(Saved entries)

== Segment start ==

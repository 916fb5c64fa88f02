//! Composes the human-readable message for a saga report.
//!
//! Kept apart from aggregation so the report itself stays structured.

use crate::outcome::{FatalFailure, OverallStatus, SagaReport, StepOutcome};

/// Builds the message shown to the requester for a finished run.
pub fn compose(report: &SagaReport) -> String {
    match (report.status(), report.record_id()) {
        (OverallStatus::Success, Some(record_id)) => format!(
            "Record {record_id} confirmed: document generated, email and SMS sent."
        ),
        (OverallStatus::Warning, Some(record_id)) => {
            let clauses: Vec<String> = report.failed_steps().map(failure_clause).collect();
            format!("Record {record_id} created, but {}.", clauses.join("; "))
        }
        _ => fatal_message(report.fatal()),
    }
}

fn fatal_message(fatal: Option<&FatalFailure>) -> String {
    match fatal {
        Some(FatalFailure::Validation(error)) => format!("{error}."),
        Some(FatalFailure::RecordCreation {
            detail: Some(detail),
        }) => format!("Failed to create record: {}.", trim_detail(detail)),
        Some(FatalFailure::RecordCreation { detail: None }) | None => {
            "Failed to create record.".to_string()
        }
    }
}

fn failure_clause(outcome: &StepOutcome) -> String {
    let clause = outcome.step().failure_clause();
    match outcome.detail().map(trim_detail).filter(|d| !d.is_empty()) {
        Some(detail) => format!("{clause} ({detail})"),
        None => clause.to_string(),
    }
}

fn trim_detail(detail: &str) -> &str {
    detail.trim().trim_end_matches('.')
}

#[cfg(test)]
mod tests {
    use super::*;
    use crate::steps::StepName;
    use common::RunId;
    use domain::{FieldProblem, ProblemKind, ValidationError};
    use serde_json::json;

    fn record_ok() -> StepOutcome {
        StepOutcome::success(StepName::CreateRecord, Some(json!("17")))
    }

    #[test]
    fn test_success_message_names_record() {
        let report = SagaReport::aggregate(
            RunId::new(),
            vec![
                record_ok(),
                StepOutcome::success(StepName::GenerateDocument, Some(json!("u"))),
                StepOutcome::success(StepName::SendEmail, Some(json!("m"))),
                StepOutcome::success(StepName::SendSms, Some(json!("s"))),
            ],
        );
        assert_eq!(
            compose(&report),
            "Record 17 confirmed: document generated, email and SMS sent."
        );
    }

    #[test]
    fn test_warning_message_lists_failures_in_order() {
        let report = SagaReport::aggregate(
            RunId::new(),
            vec![
                record_ok(),
                StepOutcome::failed(StepName::GenerateDocument, "Status 500.", None),
                StepOutcome::success(StepName::SendEmail, Some(json!("m"))),
                StepOutcome::failed(
                    StepName::SendSms,
                    "Service unavailable: connection refused",
                    None,
                ),
            ],
        );
        assert_eq!(
            compose(&report),
            "Record 17 created, but document generation failed (Status 500); \
             SMS sending failed (Service unavailable: connection refused)."
        );
    }

    #[test]
    fn test_record_failure_message_uses_detail() {
        let report = SagaReport::aggregate(
            RunId::new(),
            vec![StepOutcome::failed(
                StepName::CreateRecord,
                "Coverage exceeds plan limit",
                None,
            )],
        );
        assert_eq!(
            compose(&report),
            "Failed to create record: Coverage exceeds plan limit."
        );
    }

    #[test]
    fn test_validation_message_lists_fields() {
        let report = SagaReport::rejected(
            RunId::new(),
            ValidationError {
                problems: vec![FieldProblem::new("requester.phone", ProblemKind::Missing)],
            },
        );
        assert_eq!(
            compose(&report),
            "Missing or invalid booking details: requester.phone is missing."
        );
    }
}
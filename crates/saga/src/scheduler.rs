//! Deferred follow-up transition once a run has finished.

use std::future::Future;
use std::time::Duration;

use serde::Serialize;
use tokio::task::JoinHandle;
use tokio_util::sync::CancellationToken;

use crate::config::FollowUpSettings;
use crate::context::CallerContext;
use crate::outcome::{OverallStatus, SagaReport};

/// A planned follow-up transition, e.g. a redirect.
#[derive(Debug, Clone, PartialEq, Eq, Serialize)]
pub struct FollowUp {
    pub target: String,
    #[serde(rename = "delay_ms", serialize_with = "serialize_millis")]
    pub delay: Duration,
}

fn serialize_millis<S: serde::Serializer>(delay: &Duration, s: S) -> Result<S::Ok, S::Error> {
    s.serialize_u64(u64::try_from(delay.as_millis()).unwrap_or(u64::MAX))
}

/// Decides and schedules the follow-up transition for finished runs.
#[derive(Debug, Clone)]
pub struct CompletionScheduler {
    settings: FollowUpSettings,
}

impl CompletionScheduler {
    /// Creates a scheduler with the given target and delays.
    pub fn new(settings: FollowUpSettings) -> Self {
        Self { settings }
    }

    /// Plans the follow-up for a report.
    ///
    /// Success and Warning get a transition after their delay, so the
    /// message can be read first. Error gets none.
    pub fn plan(&self, report: &SagaReport) -> Option<FollowUp> {
        let delay = match report.status() {
            OverallStatus::Success => self.settings.success_delay,
            OverallStatus::Warning => self.settings.warning_delay,
            OverallStatus::Error => return None,
        };
        Some(FollowUp {
            target: self.settings.target.clone(),
            delay,
        })
    }

    /// Schedules the planned follow-up, if any.
    ///
    /// `action` runs after the delay unless the caller context is torn down
    /// or the returned handle is cancelled first. The spawned task holds only
    /// a child cancellation token, never the context itself.
    pub fn schedule<F, Fut>(
        &self,
        report: &SagaReport,
        caller: &CallerContext,
        action: F,
    ) -> Option<ScheduledFollowUp>
    where
        F: FnOnce(FollowUp) -> Fut + Send + 'static,
        Fut: Future<Output = ()> + Send + 'static,
    {
        let follow_up = self.plan(report)?;
        if !caller.is_live() {
            return None;
        }

        let token = caller.token().child_token();
        let task_token = token.clone();
        let planned = follow_up.clone();
        let run_id = report.run_id();

        let handle = tokio::spawn(async move {
            tokio::select! {
                biased;
                () = task_token.cancelled() => {
                    tracing::debug!(%run_id, "follow-up cancelled");
                    false
                }
                () = tokio::time::sleep(follow_up.delay) => {
                    if task_token.is_cancelled() {
                        return false;
                    }
                    tracing::info!(%run_id, target = %follow_up.target, "follow-up fired");
                    action(follow_up).await;
                    true
                }
            }
        });

        Some(ScheduledFollowUp {
            follow_up: planned,
            token,
            handle,
        })
    }
}

/// Handle to a scheduled follow-up.
#[derive(Debug)]
pub struct ScheduledFollowUp {
    follow_up: FollowUp,
    token: CancellationToken,
    handle: JoinHandle<bool>,
}

impl ScheduledFollowUp {
    /// The planned transition.
    pub fn follow_up(&self) -> &FollowUp {
        &self.follow_up
    }

    /// Cancels the follow-up if it has not fired yet.
    pub fn cancel(&self) {
        self.token.cancel();
    }

    /// Waits for the follow-up to settle; true if the action ran.
    pub async fn fired(self) -> bool {
        self.handle.await.unwrap_or(false)
    }
}
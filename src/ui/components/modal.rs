//! Modal dialog renderer.
//!
//! Renders a centered bordered box over the current view with a title,
//! optional subject line, and labeled fields. The focused field (or the
//! highlighted option in a picker) is marked with the selection colors.

use crate::ui::helpers::position_cursor;
use crate::ui::theme::Theme;
use crate::ui::viewmodel::ModalView;

/// Preferred dialog width before clamping to the terminal.
const DIALOG_WIDTH: usize = 56;

/// Renders the modal dialog centered on screen.
///
/// The dialog is drawn last in the frame, over the body, which is what makes
/// it an overlay: no compositing, later writes simply win.
pub fn render_modal(modal: &ModalView, theme: &Theme, cols: usize, rows: usize) {
    let width = DIALOG_WIDTH.min(cols.saturating_sub(4)).max(20);
    let inner_width = width - 2;

    let mut lines = Vec::new();
    lines.push(Line::Title(modal.title.clone()));
    if let Some(subtitle) = &modal.subtitle {
        lines.push(Line::Subtitle(subtitle.clone()));
    }
    lines.push(Line::Blank);
    if modal.fields.is_empty() {
        lines.push(Line::Subtitle("(no playlists yet)".to_string()));
    } else {
        for (idx, _) in modal.fields.iter().enumerate() {
            lines.push(Line::Field(idx));
        }
    }

    let height = lines.len() + 2;
    let top = rows.saturating_sub(height) / 2;
    let top = top.max(2);
    let left = cols.saturating_sub(width) / 2 + 1;

    position_cursor(top, left);
    print!("{}", Theme::fg(&theme.colors.input_border_focused));
    print!("┌{}┐", "─".repeat(inner_width));
    print!("{}", Theme::reset());

    for (offset, line) in lines.iter().enumerate() {
        position_cursor(top + 1 + offset, left);
        print!("{}", Theme::fg(&theme.colors.input_border_focused));
        print!("│");
        render_line(modal, line, theme, inner_width);
        print!("{}", Theme::fg(&theme.colors.input_border_focused));
        print!("│");
        print!("{}", Theme::reset());
    }

    position_cursor(top + 1 + lines.len(), left);
    print!("{}", Theme::fg(&theme.colors.input_border_focused));
    print!("└{}┘", "─".repeat(inner_width));
    print!("{}", Theme::reset());
}

/// One row of dialog content.
enum Line {
    Title(String),
    Subtitle(String),
    Blank,
    Field(usize),
}

fn render_line(modal: &ModalView, line: &Line, theme: &Theme, inner_width: usize) {
    match line {
        Line::Title(title) => {
            let text = clip(&format!(" {title}"), inner_width);
            print!("{}", Theme::bold());
            print!("{}", Theme::fg(&theme.colors.header_fg));
            print!("{text}");
            print!("{}", pad(&text, inner_width));
            print!("{}", Theme::reset());
        }
        Line::Subtitle(subtitle) => {
            let text = clip(&format!(" {subtitle}"), inner_width);
            print!("{}", Theme::dim());
            print!("{}", Theme::fg(&theme.colors.text_dim));
            print!("{text}");
            print!("{}", pad(&text, inner_width));
            print!("{}", Theme::reset());
        }
        Line::Blank => {
            print!("{}", " ".repeat(inner_width));
        }
        Line::Field(idx) => {
            let field = &modal.fields[*idx];
            let marker = if field.is_focused { "> " } else { "  " };
            let text = clip(
                &format!(" {marker}{}: {}", field.label, field.value),
                inner_width,
            );
            if field.is_focused {
                print!("{}", Theme::fg(&theme.colors.selection_fg));
                print!("{}", Theme::bg(&theme.colors.selection_bg));
            } else {
                print!("{}", Theme::fg(&theme.colors.text_normal));
            }
            print!("{text}");
            print!("{}", pad(&text, inner_width));
            print!("{}", Theme::reset());
        }
    }
}

/// Clips text to the inner width on character boundaries.
fn clip(text: &str, inner_width: usize) -> String {
    text.chars().take(inner_width).collect()
}

/// Returns the spaces needed to fill the rest of the line.
fn pad(text: &str, inner_width: usize) -> String {
    " ".repeat(inner_width.saturating_sub(text.chars().count()))
}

== Segment end ==

• **Work instructions**:
Could you retype exactly the lines above, starting at the line that contains "self.handle.await.unwrap_or(false)" and ending at the line that contains "writes simply win.", and nothing more?

• **Answer for the task**:
        self.handle.await.unwrap_or(false)
    }
}
filename src/ui/components/modal.rs
//! Modal dialog renderer.
//!
//! Renders a centered bordered box over the current view with a title,
//! optional subject line, and labeled fields. The focused field (or the
//! highlighted option in a picker) is marked with the selection colors.

use crate::ui::helpers::position_cursor;
use crate::ui::theme::Theme;
use crate::ui::viewmodel::ModalView;

/// Preferred dialog width before clamping to the terminal.
const DIALOG_WIDTH: usize = 56;

/// Renders the modal dialog centered on screen.
///
/// The dialog is drawn last in the frame, over the body, which is what makes
/// it an overlay: no compositing, later writes simply win.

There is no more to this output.